Las llaves sirven para muchas cosas. Para abrir una puerta, sí, pero también para cerrarla, y aún diría más: para que los conductores de autobús sepan cuánta profundidad tiene una oreja. Me pregunto si esa actividad pseudocientífica a la larga no será perjudicial para las cerraduras. Cada vez que abren o cierran van metiendo un poquito de cera. La llave entra cada vez un poquito menos, un poquito menos... y llega un momento en el que la llave ya no entra nada.
En ese momento coges unas pinzas y sacas de dentro de la cerradura una copia perfecta de la llave hecha en cera.
Nadie dice que las llaves tengan que ser todas de acero. De hecho, ahora han sacado unas llaves fosforitas de un material muy ligero, y no pesan nada... Tocas los dientes de la llave y parece que son de leche. ¿Para qué? ¿Por comodidad? ¡Si luego les pones un llavero del tamaño de un bidé!

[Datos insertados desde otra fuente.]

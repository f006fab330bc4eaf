//! Strongly-typed identifiers used across the domain.

use core::str::FromStr;
use serde::{Deserialize, Serialize};
use uuid::Uuid;

use crate::error::DomainError;

/// Identifier of one interactive count session.
#[derive(Debug, Copy, Clone, PartialEq, Eq, Hash, Serialize, Deserialize)]
#[serde(transparent)]
pub struct SessionId(Uuid);

macro_rules! impl_uuid_newtype {
    ($t:ty, $name:literal) => {
        impl $t {
            /// Create a new identifier.
            ///
            /// Uses UUIDv7 (time-ordered). Prefer passing IDs explicitly in tests
            /// for determinism.
            pub fn new() -> Self {
                Self(Uuid::now_v7())
            }

            pub fn from_uuid(uuid: Uuid) -> Self {
                Self(uuid)
            }

            pub fn as_uuid(&self) -> &Uuid {
                &self.0
            }
        }

        impl Default for $t {
            fn default() -> Self {
                Self::new()
            }
        }

        impl core::fmt::Display for $t {
            fn fmt(&self, f: &mut core::fmt::Formatter<'_>) -> core::fmt::Result {
                core::fmt::Display::fmt(&self.0, f)
            }
        }

        impl From<Uuid> for $t {
            fn from(value: Uuid) -> Self {
                Self(value)
            }
        }

        impl FromStr for $t {
            type Err = DomainError;

            fn from_str(s: &str) -> Result<Self, Self::Err> {
                let uuid = Uuid::from_str(s)
                    .map_err(|e| DomainError::invalid_id(format!("{}: {}", $name, e)))?;
                Ok(Self(uuid))
            }
        }
    };
}

impl_uuid_newtype!(SessionId, "SessionId");
//! Tracing/logging initialization.
//!
//! Logs go to stderr; stdout is reserved for command output (batches, reports).

use tracing_subscriber::EnvFilter;

use crate::LogFormat;

/// Initialize tracing/logging for the process.
///
/// Safe to call multiple times (subsequent calls are no-ops).
pub fn init(format: LogFormat) {
    let filter = EnvFilter::try_from_default_env().unwrap_or_else(|_| EnvFilter::new("info"));

    let builder = tracing_subscriber::fmt()
        .with_env_filter(filter)
        .with_writer(std::io::stderr)
        .with_target(false);

    // Configurable via RUST_LOG.
    let _ = match format {
        LogFormat::Json => builder
            .json()
            .with_timer(tracing_subscriber::fmt::time::SystemTime)
            .try_init(),
        LogFormat::Compact => builder.compact().try_init(),
    };
}
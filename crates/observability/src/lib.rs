//! Tracing/logging (shared setup).

use serde::{Deserialize, Serialize};

/// Log line format.
#[derive(Debug, Copy, Clone, PartialEq, Eq, Default, Serialize, Deserialize)]
#[serde(rename_all = "snake_case")]
pub enum LogFormat {
    /// Human-readable single-line output.
    #[default]
    Compact,
    /// One JSON object per event.
    Json,
}

/// Initialize process-wide observability (tracing/logging).
///
/// This is safe to call multiple times; subsequent calls become no-ops.
pub fn init(format: LogFormat) {
    tracing::init(format);
}

/// Tracing configuration (filters, layers).
pub mod tracing;
//! Rendering of batches, counts and reports for the terminal.

use std::io::Write;

use clap::ValueEnum;
use serde::Serialize;

use cyclecount_inventory::{CountedRecord, InventoryRecord, VarianceReport, VarianceRow, VarianceSummary};

use crate::context::DailyBatch;

#[derive(Debug, Copy, Clone, PartialEq, Eq, Default, ValueEnum)]
pub enum OutputFormat {
    #[default]
    Table,
    Json,
}

#[derive(Serialize)]
struct BatchView<'a> {
    date: String,
    day: u32,
    days: u32,
    records: &'a [InventoryRecord],
}

#[derive(Serialize)]
struct ReportView<'a> {
    rows: &'a [VarianceRow],
    unmatched: &'a [CountedRecord],
    summary: &'a VarianceSummary,
}

pub fn write_batch(out: &mut dyn Write, format: OutputFormat, batch: &DailyBatch) -> anyhow::Result<()> {
    match format {
        OutputFormat::Json => write_json(
            out,
            &BatchView {
                date: batch.date.to_string(),
                day: batch.day,
                days: batch.days,
                records: &batch.records,
            },
        ),
        OutputFormat::Table => {
            writeln!(
                out,
                "Cycle count for {} (Day {}/{}): {} SKU(s)",
                batch.date,
                batch.day,
                batch.days,
                batch.records.len()
            )?;
            let mut headers = vec!["SKU".to_string(), "SystemQty".to_string()];
            headers.extend(batch.passthrough_columns.iter().cloned());
            let rows: Vec<Vec<String>> = batch
                .records
                .iter()
                .map(|r| {
                    let mut row = vec![r.sku.to_string(), r.system_qty.to_string()];
                    row.extend(r.attributes.iter().map(ToString::to_string));
                    row
                })
                .collect();
            write_table(out, &headers, &rows)
        }
    }
}

pub fn write_counts(out: &mut dyn Write, format: OutputFormat, counted: &[CountedRecord]) -> anyhow::Result<()> {
    match format {
        OutputFormat::Json => write_json(out, &counted),
        OutputFormat::Table => {
            if counted.is_empty() {
                writeln!(out, "No counts recorded yet.")?;
                return Ok(());
            }
            let rows: Vec<Vec<String>> = counted
                .iter()
                .enumerate()
                .map(|(i, c)| vec![(i + 1).to_string(), c.sku.to_string(), c.counted_qty.to_string()])
                .collect();
            write_table(out, &["#".into(), "SKU".into(), "CountedQty".into()], &rows)
        }
    }
}

pub fn write_report(
    out: &mut dyn Write,
    format: OutputFormat,
    report: &VarianceReport,
    summary: &VarianceSummary,
) -> anyhow::Result<()> {
    match format {
        OutputFormat::Json => write_json(
            out,
            &ReportView {
                rows: report.rows(),
                unmatched: report.unmatched(),
                summary,
            },
        ),
        OutputFormat::Table => {
            write_table(out, &variance_headers(), &variance_rows(report.rows()))?;
            writeln!(out)?;
            writeln!(
                out,
                "Accuracy: {:.2}% ({} of {} counted SKU(s) match; {} not counted)",
                summary.accuracy, summary.matched, summary.counted, summary.not_counted
            )?;
            writeln!(out)?;
            writeln!(out, "Top shortages:")?;
            write_ranked(out, &summary.shortages)?;
            writeln!(out, "Top overages:")?;
            write_ranked(out, &summary.overages)?;
            if !report.unmatched().is_empty() {
                let skus: Vec<String> = report.unmatched().iter().map(|c| c.sku.to_string()).collect();
                writeln!(out)?;
                writeln!(out, "Not in today's batch (left out of the report): {}", skus.join(", "))?;
            }
            Ok(())
        }
    }
}

fn write_ranked(out: &mut dyn Write, rows: &[VarianceRow]) -> anyhow::Result<()> {
    if rows.is_empty() {
        writeln!(out, "  (none)")?;
        return Ok(());
    }
    write_table(out, &variance_headers(), &variance_rows(rows))
}

fn variance_headers() -> Vec<String> {
    ["SKU", "SystemQty", "CountedQty", "Variance"]
        .into_iter()
        .map(String::from)
        .collect()
}

fn variance_rows(rows: &[VarianceRow]) -> Vec<Vec<String>> {
    rows.iter()
        .map(|r| {
            vec![
                r.sku().to_string(),
                r.system_qty().to_string(),
                r.counted_qty.map(|q| q.to_string()).unwrap_or_else(|| "-".into()),
                r.variance.map(|v| format!("{v:+}")).unwrap_or_else(|| "-".into()),
            ]
        })
        .collect()
}

fn write_json<T: Serialize + ?Sized>(out: &mut dyn Write, value: &T) -> anyhow::Result<()> {
    serde_json::to_writer_pretty(&mut *out, value)?;
    writeln!(out)?;
    Ok(())
}

/// Left-aligned plain-text table.
fn write_table(out: &mut dyn Write, headers: &[String], rows: &[Vec<String>]) -> anyhow::Result<()> {
    let mut widths: Vec<usize> = headers.iter().map(|h| h.chars().count()).collect();
    for row in rows {
        for (i, cell) in row.iter().enumerate() {
            if let Some(w) = widths.get_mut(i) {
                *w = (*w).max(cell.chars().count());
            }
        }
    }

    let line = |cells: &[String]| {
        cells
            .iter()
            .zip(&widths)
            .map(|(c, &w)| format!("{c:<w$}"))
            .collect::<Vec<_>>()
            .join("  ")
            .trim_end()
            .to_string()
    };

    writeln!(out, "{}", line(headers))?;
    for row in rows {
        writeln!(out, "{}", line(row))?;
    }
    Ok(())
}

Lo de los llaveros no acabo de entenderlo. Bonitos no son, cómodos tampoco... ¿Para qué sirven? Los de los hoteles están diseñados a mala leche. Esa bola de bolos con un cinturón de goma a modo de parachoques con el número de la habitación grabado a fuego... ¿Eso qué fin tiene?  ¿Es para que te acuerdes del número de la habitación? Te acuerdas de eso y te acuerdas de la madre que parió al de recepción.
Me pregunto si te dejarían pasar con una de esas llaves en un avión. Te harían facturarla como equipaje de mano..., pero es que con eso puedes secuestrar un avión:
«¡Que no se mueva nadie o le doy a éste con la llave y le abro la cabeza!».
La gente no se fija en las llaves y entonces ellas hacen cosas para llamar la atención, como, por ejemplo, no abrir. Intentas, intentas, intentas y no abre. Entonces llega un amigo, o un señor, y te dice: «Déjame a mí», suena ¡ruac! y la puerta se abre.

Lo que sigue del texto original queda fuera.